Dario Rangel Shaw | Krishna Katuri
De nouvelles voies de transfert d’électrons découvertes chez Desulfobacterota révèlent une polyvalence microbienne et un potentiel énergétique surprenants.
Les microbes sont passés maîtres dans l’art de la survie, développant des stratégies ingénieuses pour capter l’énergie de leur environnement. Pendant des décennies, les scientifiques ont cru que seules quelques bactéries utilisaient des « circuits » moléculaires spécialisés pour transporter des électrons à l’extérieur de leurs cellules, un processus connu sous le nom de transfert extracellulaire d’électrons (EET). Ce mécanisme est essentiel au cycle du carbone, du soufre, de l’azote et des métaux dans la nature, et il est à la base d’applications allant du traitement des eaux usées à la bioénergie et aux matériaux bioélectroniques.
Aujourd’hui, les chercheurs de la KAUST ont découvert que cette capacité remarquable est bien plus polyvalente et répandue qu’on ne l’imaginait auparavant.
En travaillant avec Desulfuromonas acetexigens, une bactérie capable de générer des courants électriques élevés, l’équipe a combiné la bioélectrochimie, la génomique, la transcriptomique et la protéomique pour cartographier son mécanisme de transfert d’électrons. À leur grande surprise, D. acetexigens a activé simultanément trois voies distinctes de transfert d’électrons que l’on pensait auparavant avoir évolué séparément dans des microbes non apparentés : les systèmes de réduction des métaux (Mtr), de cytochrome de membrane externe (Omc) et de porine-cytochrome (Pcc).

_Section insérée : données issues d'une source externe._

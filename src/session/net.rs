//! A trait to represent a stream

use std::{
    fmt::{self, Debug, Formatter},
    io::{self, Read, Write},
    net::{Shutdown, SocketAddr, TcpStream, ToSocketAddrs},
    time::Duration,
};

use native_tls::TlsStream;

use crate::{
    error::{self, Error},
    session::tls::TlsParameters,
};

/// A trait for the concept of opening, upgrading and closing a stream
pub trait Connector: Sized {
    /// Opens a connection to the given host and port
    ///
    /// When `tls_parameters` is given the TLS handshake is performed from
    /// the first byte (implicit TLS).
    fn connect(
        host: &str,
        port: u16,
        timeout: Option<Duration>,
        tls_parameters: Option<&TlsParameters>,
    ) -> Result<Self, Error>;

    /// Upgrades the existing plaintext stream to TLS in place
    fn upgrade_tls(&mut self, tls_parameters: &TlsParameters) -> Result<(), Error>;

    /// Is the stream encrypted
    fn is_encrypted(&self) -> bool;

    /// Closes the stream; a forced shutdown skips the orderly TLS goodbye
    fn shutdown(&mut self, force: bool) -> io::Result<()>;
}

/// A trait for read and write timeout support
pub trait Timeout: Sized {
    /// Set read timeout for IO calls
    fn set_read_timeout(&mut self, duration: Option<Duration>) -> io::Result<()>;
    /// Set write timeout for IO calls
    fn set_write_timeout(&mut self, duration: Option<Duration>) -> io::Result<()>;
}

/// Represents the different types of underlying network streams
pub enum NetworkStream {
    /// Plain TCP
    Tcp(TcpStream),
    /// TLS over TCP
    Tls(TlsStream<TcpStream>),
}

impl Debug for NetworkStream {
    fn fmt(&self, f: &mut Formatter<'_>) -> fmt::Result {
        f.write_str(match *self {
            NetworkStream::Tcp(_) => "NetworkStream::Tcp(_)",
            NetworkStream::Tls(_) => "NetworkStream::Tls(_)",
        })
    }
}

fn open_tcp(host: &str, port: u16, timeout: Option<Duration>) -> Result<TcpStream, Error> {
    let addrs = (host, port).to_socket_addrs().map_err(error::connection)?;

    let mut last_err = None;
    for addr in addrs {
        match connect_addr(&addr, timeout) {
            Ok(stream) => return Ok(stream),
            Err(err) => last_err = Some(err),
        }
    }

    Err(match last_err {
        Some(err) => error::connection(err),
        None => error::connection("could not resolve hostname"),
    })
}

fn connect_addr(addr: &SocketAddr, timeout: Option<Duration>) -> io::Result<TcpStream> {
    match timeout {
        Some(duration) => TcpStream::connect_timeout(addr, duration),
        None => TcpStream::connect(addr),
    }
}

impl Connector for NetworkStream {
    fn connect(
        host: &str,
        port: u16,
        timeout: Option<Duration>,
        tls_parameters: Option<&TlsParameters>,
    ) -> Result<NetworkStream, Error> {
        let tcp_stream = open_tcp(host, port, timeout)?;

        match tls_parameters {
            Some(parameters) => match parameters
                .connector()
                .connect(parameters.domain(), tcp_stream)
            {
                Ok(tls_stream) => Ok(NetworkStream::Tls(tls_stream)),
                Err(err) => Err(error::tls(err)),
            },
            None => Ok(NetworkStream::Tcp(tcp_stream)),
        }
    }

    fn upgrade_tls(&mut self, tls_parameters: &TlsParameters) -> Result<(), Error> {
        *self = match *self {
            NetworkStream::Tcp(ref mut stream) => {
                // a second handle onto the same socket; the plain one is
                // dropped with the replacement
                let tcp_stream = stream.try_clone().map_err(error::network)?;
                match tls_parameters
                    .connector()
                    .connect(tls_parameters.domain(), tcp_stream)
                {
                    Ok(tls_stream) => NetworkStream::Tls(tls_stream),
                    Err(err) => return Err(error::tls(err)),
                }
            }
            NetworkStream::Tls(_) => return Ok(()),
        };

        Ok(())
    }

    fn is_encrypted(&self) -> bool {
        match *self {
            NetworkStream::Tcp(_) => false,
            NetworkStream::Tls(_) => true,
        }
    }

    fn shutdown(&mut self, force: bool) -> io::Result<()> {
        match *self {
            NetworkStream::Tcp(ref mut stream) => stream.shutdown(Shutdown::Both),
            NetworkStream::Tls(ref mut stream) => {
                if !force {
                    let _ = stream.shutdown();
                }
                stream.get_ref().shutdown(Shutdown::Both)
            }
        }
    }
}

impl Read for NetworkStream {
    #[inline]
    fn read(&mut self, buf: &mut [u8]) -> io::Result<usize> {
        match *self {
            NetworkStream::Tcp(ref mut stream) => stream.read(buf),
            NetworkStream::Tls(ref mut stream) => stream.read(buf),
        }
    }
}

impl Write for NetworkStream {
    #[inline]
    fn write(&mut self, buf: &[u8]) -> io::Result<usize> {
        match *self {
            NetworkStream::Tcp(ref mut stream) => stream.write(buf),
            NetworkStream::Tls(ref mut stream) => stream.write(buf),
        }
    }

    #[inline]
    fn flush(&mut self) -> io::Result<()> {
        match *self {
            NetworkStream::Tcp(ref mut stream) => stream.flush(),
            NetworkStream::Tls(ref mut stream) => stream.flush(),
        }
    }
}

impl Timeout for NetworkStream {
    fn set_read_timeout(&mut self, duration: Option<Duration>) -> io::Result<()> {
        match *self {
            NetworkStream::Tcp(ref mut stream) => stream.set_read_timeout(duration),
            NetworkStream::Tls(ref mut stream) => stream.get_ref().set_read_timeout(duration),
        }
    }

    fn set_write_timeout(&mut self, duration: Option<Duration>) -> io::Result<()> {
        match *self {
            NetworkStream::Tcp(ref mut stream) => stream.set_write_timeout(duration),
            NetworkStream::Tls(ref mut stream) => stream.get_ref().set_write_timeout(duration),
        }
    }
}
//! SMTP reply, containing a mandatory status code and the text lines of the
//! reply
//!
//! A reply is one or more lines, each starting with a 3-digit status code
//! followed by `-` (continuation) or a space (final line), per
//! [RFC 5321 section 4.2](https://tools.ietf.org/html/rfc5321#section-4.2).

use std::{
    fmt::{Display, Formatter},
    result,
    str::FromStr,
};

use nom::{
    bytes::streaming::{tag, take_until, take_while_m_n},
    combinator::{map_res, verify},
    multi::many0,
    IResult,
};

use crate::error::{self, Error};

/// Contains an SMTP reply, with separated code and text lines
///
/// Continuation lines may carry a different code than the final line; the
/// final line's code is authoritative.
#[derive(PartialEq, Eq, Clone, Debug)]
pub struct Response {
    /// Status code of the final reply line
    code: u16,
    /// Text portion of each line, in order
    lines: Vec<String>,
}

impl Display for Response {
    fn fmt(&self, f: &mut Formatter<'_>) -> std::fmt::Result {
        write!(f, "{} {}", self.code, self.message())
    }
}

impl FromStr for Response {
    type Err = Error;

    fn from_str(s: &str) -> result::Result<Response, Error> {
        parse_reply(s)
            .map(|(_, r)| r)
            .map_err(|e| error::response(e.to_owned()))
    }
}

impl Response {
    /// Creates a new `Response`
    pub fn new(code: u16, lines: Vec<String>) -> Response {
        Response { code, lines }
    }

    /// Status code of the final reply line
    pub fn code(&self) -> u16 {
        self.code
    }

    /// Tests code equality
    pub fn has_code(&self, code: u16) -> bool {
        self.code == code
    }

    /// Tells if the reply is positive (2yz or 3yz)
    pub fn is_positive(&self) -> bool {
        (200..400).contains(&self.code)
    }

    /// Text of all lines joined with LF, without trailing line ending
    pub fn data(&self) -> String {
        self.lines.join("\n")
    }

    /// Text of the last line
    pub fn message(&self) -> &str {
        self.lines.last().map(String::as_str).unwrap_or("")
    }

    /// The text lines of the reply
    pub fn lines(&self) -> impl Iterator<Item = &str> {
        self.lines.iter().map(String::as_str)
    }

    /// Returns only the first word of the first line if possible
    pub fn first_word(&self) -> Option<&str> {
        self.lines
            .first()
            .and_then(|line| line.split_whitespace().next())
    }
}

// Parsers (streaming: `Incomplete` means the caller must read more input)

fn parse_code(i: &str) -> IResult<&str, u16> {
    verify(
        map_res(
            take_while_m_n(3, 3, |c: char| c.is_ascii_digit()),
            str::parse,
        ),
        |code: &u16| (100..600).contains(code),
    )(i)
}

/// One line of text up to LF; a preceding CR is accepted and stripped
fn parse_text(i: &str) -> IResult<&str, &str> {
    let (i, text) = take_until("\n")(i)?;
    let (i, _) = tag("\n")(i)?;
    Ok((i, text.strip_suffix('\r').unwrap_or(text)))
}

fn parse_continuation_line(i: &str) -> IResult<&str, &str> {
    let (i, _) = parse_code(i)?;
    let (i, _) = tag("-")(i)?;
    parse_text(i)
}

fn parse_final_line(i: &str) -> IResult<&str, (u16, &str)> {
    let (i, code) = parse_code(i)?;
    let (i, _) = tag(" ")(i)?;
    let (i, text) = parse_text(i)?;
    Ok((i, (code, text)))
}

pub(crate) fn parse_reply(i: &str) -> IResult<&str, Response> {
    let (i, lines) = many0(parse_continuation_line)(i)?;
    let (i, (code, last_line)) = parse_final_line(i)?;

    let mut lines: Vec<String> = lines.into_iter().map(Into::into).collect();
    lines.push(last_line.into());

    Ok((i, Response { code, lines }))
}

« C’est la première fois que nous voyons un seul organisme exprimer ces voies phylogénétiquement éloignées en parallèle », précise le premier auteur, Dario Rangel Shaw. « Cela remet en question l’idée longtemps admise selon laquelle ces systèmes étaient exclusifs à des groupes microbiens spécifiques. »
L’équipe a également identifié des cytochromes inhabituellement grands, dont un avec un nombre record de 86 motifs de liaison à l’hème, qui pourraient permettre un transfert d’électrons et une capacité de stockage exceptionnels. Des tests ont montré que la bactérie pouvait canaliser les électrons directement vers des électrodes et des minéraux ferreux naturels, atteignant des densités de courant comparables à celles de l’espèce modèle Geobacter sulfurreducens.
En étendant leur analyse aux génomes accessibles au public, les chercheurs ont identifié plus de 40 espèces de Desulfobacterota portant des systèmes multipathways similaires dans divers environnements, des sédiments et sols aux eaux usées et cheminées hydrothermales.
« Cela révèle une polyvalence méconnue de la respiration microbienne », ajoute Krishna Katuri, coauteur de l’étude. « Les microbes dotés de multiples voies de transfert d’électrons peuvent acquérir un avantage concurrentiel en exploitant un plus large éventail d’accepteurs d’électrons dans la nature. »
Les implications vont bien au-delà de l’écologie. L’exploitation de bactéries capables d’utiliser plusieurs stratégies de transfert d’électrons pourrait accélérer les innovations dans les domaines de la bioremédiation, du traitement des eaux usées, de la production de bioénergie et de la bioélectronique. Par exemple, les biofilms électroactifs tels que ceux formés par D. acetexigens pourraient aider à récupérer l’énergie des flux de déchets tout en traitant simultanément les polluants.
« Nos découvertes élargissent la diversité connue des protéines de transfert d’électrons et mettent en évidence des ressources microbiennes inexploitées », ajoute Pascal Saikaly, qui a dirigé l’étude. « Cela ouvre la voie à la conception de systèmes microbiens plus efficaces pour des biotechnologies durables. »
Alors que les chercheurs approfondissent leurs recherches sur le monde microbien, la découverte qu’une seule bactérie peut utiliser plusieurs voies souligne tout ce qui reste à explorer et comment ces stratégies cachées pourraient contribuer à un avenir plus propre et plus durable.
Shaw D.R., Katuri K.P., Sapireddy V., Douvropoulou O., Gralnick J.A., Saikaly P.E. Independently evolved extracellular electron transfer pathways in ecologically diverse Desulfobacterota. The ISME Journal, 19, wraf097 (2025). | DOI.